### EXERCISE INSTRUCTIONS
Return all the lines below in which the string "label" appears.
:: GIVEN RECORDS ::
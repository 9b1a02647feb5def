//! Sidebar Component
//!
//! Left navigation sidebar with route links and the logout action.

use leptos::*;
use leptos_router::*;

use crate::state::global::GlobalState;

/// Sidebar navigation component
#[component]
pub fn Sidebar() -> impl IntoView {
    let state = use_context::<GlobalState>().expect("GlobalState not found");

    view! {
        <aside class="w-56 bg-teal-900 text-white flex flex-col justify-between min-h-screen">
            <nav class="flex flex-col pt-6">
                <SidebarLink href="/" icon="🏠" label="Overview" />
                <SidebarLink href="/crowd-entries" icon="👥" label="Crowd Entries" />
            </nav>

            // Logout at the bottom
            <button
                on:click=move |_| state.logout()
                title="Logout from application"
                class="flex items-center space-x-3 px-6 py-4 text-teal-100 hover:bg-teal-800 transition-colors"
            >
                <span>"⎋"</span>
                <span>"Logout"</span>
            </button>
        </aside>
    }
}

/// Individual sidebar link with active-route highlighting
#[component]
fn SidebarLink(
    href: &'static str,
    icon: &'static str,
    label: &'static str,
) -> impl IntoView {
    view! {
        <A
            href=href
            exact=true
            class="flex items-center space-x-3 px-6 py-3 text-teal-100 hover:bg-teal-800 transition-colors"
            active_class="bg-teal-700 text-white border-l-4 border-white"
        >
            <span>{icon}</span>
            <span>{label}</span>
        </A>
    }
}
:::
### SOLUTION
                <SidebarLink href="/" icon="🏠" label="Overview" />
                <SidebarLink href="/crowd-entries" icon="👥" label="Crowd Entries" />
    label: &'static str,
            <span>{label}</span>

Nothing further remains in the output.